[Stored data]
mod app;
mod config;
mod constants;
mod error;
mod input;
mod logging;
mod player;
mod scanner;
mod ui;

use std::path::PathBuf;

use anyhow::{Context, Result};
use clap::{CommandFactory, Parser};
use clap_complete::Shell;
use ratatui::{
  DefaultTerminal,
  crossterm::event::{self, Event, KeyEventKind},
};
use tracing::info;

use app::{Action, App, Exit};
use config::Config;
use scanner::Scanner;

// --- CLI ---

#[derive(Parser, Debug)]
#[command(author, version = env!("CARGO_PKG_VERSION"), about, long_about = None)]
#[command(after_help = "Environment:\n  VIDEO_DIR     directory to search (required)\n  VIDEO_PLAYER  player command (default: mpv)\n\nExample: movie-launcher matrix 1999")]
struct Args {
  /// Keywords every matching path must contain (case-insensitive, any order)
  #[arg(value_name = "KEYWORD", required_unless_present = "completions")]
  keywords: Vec<String>,

  /// Print a shell completion script and exit
  #[arg(long, value_name = "SHELL")]
  completions: Option<Shell>,
}

// --- Main ---

fn main() -> Result<()> {
  let args = Args::parse();

  if let Some(shell) = args.completions {
    clap_complete::generate(shell, &mut Args::command(), env!("CARGO_PKG_NAME"), &mut std::io::stdout());
    return Ok(());
  }

  let config = Config::from_env()?;
  let _log_guard = logging::init();

  println!("Searching for videos matching: {}", args.keywords.join(" "));
  let videos = Scanner::new().scan(&config.video_dir, &args.keywords).context("Error searching videos")?;

  if videos.is_empty() {
    println!("No videos found matching your search.");
    return Ok(());
  }

  let Some(selected) = browse(&config, videos).context("Error running UI")? else {
    info!("no selection, exiting");
    return Ok(());
  };

  println!("Playing: {}", selected.display());
  player::play(&config.player, &selected).context("Error playing video")?;
  Ok(())
}

/// Run the interactive browser on the alternate screen. The terminal is restored before
/// returning, also on error or panic.
fn browse(config: &Config, videos: Vec<PathBuf>) -> error::Result<Option<PathBuf>> {
  let default_hook = std::panic::take_hook();
  std::panic::set_hook(Box::new(move |info| {
    ratatui::restore();
    default_hook(info);
  }));

  let mut app = App::new(config.video_dir.clone(), videos);
  let mut terminal = ratatui::try_init()?;
  let result = run(&mut terminal, &mut app);
  ratatui::try_restore()?;

  Ok(match result? {
    Exit::Play(path) => Some(path),
    Exit::Quit => None,
  })
}

fn run(terminal: &mut DefaultTerminal, app: &mut App) -> error::Result<Exit> {
  app.dispatch(Action::Resize(terminal.size()?.height));

  loop {
    terminal.draw(|frame| ui::ui(frame, app))?;

    match event::read()? {
      Event::Key(key) if key.kind == KeyEventKind::Press => {
        if let Some(action) = input::action_for_key(app.mode, key) {
          app.dispatch(action);
        }
      }
      Event::Resize(_, height) => app.dispatch(Action::Resize(height)),
      _ => {}
    }

    if let Some(exit) = app.exit() {
      return Ok(exit.clone());
    }
  }
}
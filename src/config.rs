use std::ffi::OsString;
use std::path::PathBuf;

use tracing::debug;

use crate::constants::constants;
use crate::error::{Error, Result};

pub const VIDEO_DIR_VAR: &str = "VIDEO_DIR";
pub const VIDEO_PLAYER_VAR: &str = "VIDEO_PLAYER";

/// Runtime configuration, resolved once at startup and passed down explicitly.
#[derive(Debug, Clone, PartialEq, Eq)]
pub struct Config {
  /// Root of the scan.
  pub video_dir: PathBuf,
  /// Executable name or path used to play the selected file.
  pub player: String,
}

impl Config {
  pub fn from_env() -> Result<Self> {
    Self::from_lookup(|name| std::env::var_os(name))
  }

  /// Build the config from an arbitrary variable lookup. Empty values count as unset.
  pub fn from_lookup(lookup: impl Fn(&str) -> Option<OsString>) -> Result<Self> {
    let non_empty = |name: &str| lookup(name).filter(|v| !v.is_empty());

    let video_dir = non_empty(VIDEO_DIR_VAR).map(PathBuf::from).ok_or(Error::MissingEnv(VIDEO_DIR_VAR))?;
    let player = non_empty(VIDEO_PLAYER_VAR)
      .map(|v| v.to_string_lossy().into_owned())
      .unwrap_or_else(|| constants().default_player.clone());

    debug!(video_dir = %video_dir.display(), player = %player, "config: resolved");
    Ok(Self { video_dir, player })
  }
}
//! File logging.
//!
//! The terminal belongs to the browser while it runs, so logs go to
//! `<data dir>/movie-launcher.log` through a non-blocking writer. Verbosity comes from
//! `RUST_LOG` (default `info`).

use std::path::PathBuf;

use directories::ProjectDirs;
use tracing_appender::non_blocking::WorkerGuard;
use tracing_subscriber::{EnvFilter, fmt};

use crate::constants::constants;

fn log_dir() -> Option<PathBuf> {
  ProjectDirs::from("", "", "movie-launcher").map(|dirs| dirs.data_local_dir().to_path_buf())
}

/// Install the global subscriber. The returned guard must be held until exit so buffered
/// lines get flushed. Returns `None` (and logs nowhere) when no log directory is usable.
pub fn init() -> Option<WorkerGuard> {
  let dir = log_dir()?;
  std::fs::create_dir_all(&dir).ok()?;

  let appender = tracing_appender::rolling::never(&dir, &constants().log_file_name);
  let (writer, guard) = tracing_appender::non_blocking(appender);

  let env_filter = EnvFilter::try_from_default_env().unwrap_or_else(|_| EnvFilter::new("info"));

  fmt().with_env_filter(env_filter).with_writer(writer).with_ansi(false).with_target(false).try_init().ok()?;

  Some(guard)
}
use ratatui::{
  Frame,
  layout::{Constraint, Layout, Rect},
  style::{Modifier, Style},
  text::{Line, Span},
  widgets::{List, ListItem, Paragraph},
};
use unicode_width::UnicodeWidthChar;

use crate::app::{App, AppMode};
use crate::constants::constants;

const HELP: &str = "Video Browser - arrows/jk, PgUp/PgDn, g/G (top/bottom), / to filter, Enter to play, q to quit";

// --- Helpers ---

/// Compute the display width of the first `n` chars (accounting for double-width CJK).
pub fn display_width(s: &str, n: usize) -> usize {
  s.chars().take(n).map(|c| c.width().unwrap_or(0)).sum()
}

/// Slice of `s` that fits in `width` columns starting at column `scroll`.
fn visible_slice(s: &str, scroll: usize, width: usize) -> String {
  s.chars()
    .scan(0usize, |col, c| {
      let w = c.width().unwrap_or(0);
      let start = *col;
      *col += w;
      Some((start, *col, c))
    })
    .skip_while(|(start, _, _)| *start < scroll)
    .take_while(|(_, end, _)| *end <= scroll + width)
    .map(|(_, _, c)| c)
    .collect()
}

// --- UI Rendering ---

/// Draw the whole browser. Reads state only; every frame is derived from `app` alone.
pub fn ui(frame: &mut Frame, app: &App) {
  let [header_area, status_area, filter_area, list_area] =
    Layout::vertical([Constraint::Length(1), Constraint::Length(1), Constraint::Length(1), Constraint::Min(0)])
      .areas(frame.area());

  frame.render_widget(Line::from(HELP), header_area);
  render_status(frame, app, status_area);
  render_filter(frame, app, filter_area);
  render_list(frame, app, list_area);
}

fn status_text(app: &App) -> String {
  let total = app.filtered_len();
  let mut text = if total == 0 {
    "Found 0 videos".to_string()
  } else {
    let top = app.viewport_top();
    format!("Found {} videos (showing {}-{})", total, top + 1, (top + app.viewport_size()).min(total))
  };
  if !app.applied_filter.is_empty() {
    text.push_str(&format!("  filter: {}", app.applied_filter));
  }
  text
}

fn render_status(frame: &mut Frame, app: &App, area: Rect) {
  frame.render_widget(Line::from(status_text(app)), area);
}

fn render_filter(frame: &mut Frame, app: &App, area: Rect) {
  if app.mode != AppMode::FilterEditing {
    return;
  }

  let prompt = Span::styled("/", Style::default().add_modifier(Modifier::BOLD));
  if app.filter.text.is_empty() {
    let placeholder = Span::styled(constants().filter_placeholder.as_str(), Style::default().dim());
    frame.render_widget(Line::from(vec![prompt, placeholder]), area);
    frame.set_cursor_position((area.x + 1, area.y));
    return;
  }

  // Keep the edit cursor on screen by scrolling the text horizontally.
  let inner_w = (area.width as usize).saturating_sub(2).max(1);
  let cursor_col = display_width(&app.filter.text, app.filter.cursor);
  let scroll = if cursor_col >= inner_w { cursor_col + 1 - inner_w } else { 0 };

  let visible = visible_slice(&app.filter.text, scroll, inner_w);
  frame.render_widget(Line::from(vec![prompt, Span::raw(visible)]), area);

  let cursor_x = area.x + 1 + (cursor_col - scroll) as u16;
  frame.set_cursor_position((cursor_x, area.y));
}

fn render_list(frame: &mut Frame, app: &App, area: Rect) {
  if app.filtered_len() == 0 {
    let hint = Paragraph::new("No videos match the filter. Press / to change it.").style(Style::default().dim());
    frame.render_widget(hint, area);
    return;
  }

  let items: Vec<ListItem> = app
    .visible_range()
    .filter_map(|i| app.filtered(i).map(|path| (i, path)))
    .map(|(i, path)| {
      let text = app.display_path(path).to_string_lossy().into_owned();
      let style = if i == app.cursor() { Style::default().add_modifier(Modifier::REVERSED) } else { Style::default() };
      ListItem::new(Line::from(Span::styled(text, style)))
    })
    .collect();

  frame.render_widget(List::new(items), area);
}

#[cfg(test)]
mod tests {
  use super::*;
  use crate::app::Action;
  use ratatui::{Terminal, backend::TestBackend, layout::Position};
  use std::path::PathBuf;

  const WIDTH: u16 = 100;

  fn render(app: &App, height: u16) -> Terminal<TestBackend> {
    let mut terminal = Terminal::new(TestBackend::new(WIDTH, height)).unwrap();
    terminal.draw(|frame| ui(frame, app)).unwrap();
    terminal
  }

  fn lines(terminal: &Terminal<TestBackend>) -> Vec<String> {
    terminal
      .backend()
      .buffer()
      .content
      .chunks(WIDTH as usize)
      .map(|row| row.iter().map(|cell| cell.symbol()).collect::<String>().trim_end().to_string())
      .collect()
  }

  fn row_is_reversed(terminal: &Terminal<TestBackend>, y: u16) -> bool {
    let idx = y as usize * WIDTH as usize;
    terminal.backend().buffer().content[idx].modifier.contains(Modifier::REVERSED)
  }

  fn app_with(count: usize, height: u16) -> App {
    let paths = (0..count).map(|i| PathBuf::from(format!("/videos/show/ep{:02}.mkv", i))).collect();
    let mut app = App::new(PathBuf::from("/videos"), paths);
    app.dispatch(Action::Resize(height));
    app
  }

  // --- helpers ---

  #[test]
  fn display_width_counts_wide_chars() {
    assert_eq!(display_width("abc", 2), 2);
    assert_eq!(display_width("日本", 2), 4);
    assert_eq!(display_width("日本", 1), 2);
  }

  #[test]
  fn visible_slice_scrolls() {
    assert_eq!(visible_slice("abcdef", 0, 3), "abc");
    assert_eq!(visible_slice("abcdef", 2, 3), "cde");
    assert_eq!(visible_slice("日本語", 2, 4), "本語");
  }

  // --- frames ---

  #[test]
  fn renders_header_status_and_relative_rows() {
    let app = app_with(3, 12);
    let out = lines(&render(&app, 12));
    assert_eq!(out[0], HELP);
    assert_eq!(out[1], "Found 3 videos (showing 1-3)");
    assert_eq!(out[2], "");
    assert_eq!(out[3], "show/ep00.mkv");
    assert_eq!(out[5], "show/ep02.mkv");
    assert_eq!(out[6], "");
  }

  #[test]
  fn cursor_row_is_reverse_video() {
    let mut app = app_with(3, 12);
    app.dispatch(Action::MoveDown);
    let terminal = render(&app, 12);
    assert!(!row_is_reversed(&terminal, 3));
    assert!(row_is_reversed(&terminal, 4));
    assert!(!row_is_reversed(&terminal, 5));
  }

  #[test]
  fn renders_only_the_viewport() {
    let mut app = app_with(25, 15);
    app.dispatch(Action::JumpBottom);
    let out = lines(&render(&app, 15));
    assert_eq!(out[1], "Found 25 videos (showing 16-25)");
    assert_eq!(out[3], "show/ep15.mkv");
    assert_eq!(out[12], "show/ep24.mkv");
    assert_eq!(out[13], "");
  }

  #[test]
  fn filter_line_shows_placeholder_then_text() {
    let mut app = app_with(3, 12);
    app.dispatch(Action::EnterFilterMode);
    let out = lines(&render(&app, 12));
    assert_eq!(out[2], "/filter...");

    for c in "ep01".chars() {
      app.dispatch(Action::Insert(c));
    }
    let mut terminal = render(&app, 12);
    assert_eq!(lines(&terminal)[2], "/ep01");
    assert_eq!(terminal.get_cursor_position().unwrap(), Position::new(5, 2));
  }

  #[test]
  fn committed_filter_shows_in_status() {
    let mut app = app_with(3, 12);
    app.dispatch(Action::EnterFilterMode);
    for c in "ep01".chars() {
      app.dispatch(Action::Insert(c));
    }
    app.dispatch(Action::Commit);
    let out = lines(&render(&app, 12));
    assert_eq!(out[1], "Found 1 videos (showing 1-1)  filter: ep01");
    assert_eq!(out[2], "");
    assert_eq!(out[3], "show/ep01.mkv");
  }

  #[test]
  fn empty_filtered_list_shows_hint() {
    let mut app = app_with(3, 12);
    app.dispatch(Action::EnterFilterMode);
    app.dispatch(Action::Insert('z'));
    app.dispatch(Action::Commit);
    let out = lines(&render(&app, 12));
    assert_eq!(out[1], "Found 0 videos  filter: z");
    assert!(out[3].starts_with("No videos match"));
  }
}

> [What this task involves]:
Copy all lines from the data above that contain the word "Press".

> [Exercise response]:
      Event::Key(key) if key.kind == KeyEventKind::Press => {
    let hint = Paragraph::new("No videos match the filter. Press / to change it.").style(Style::default().dim());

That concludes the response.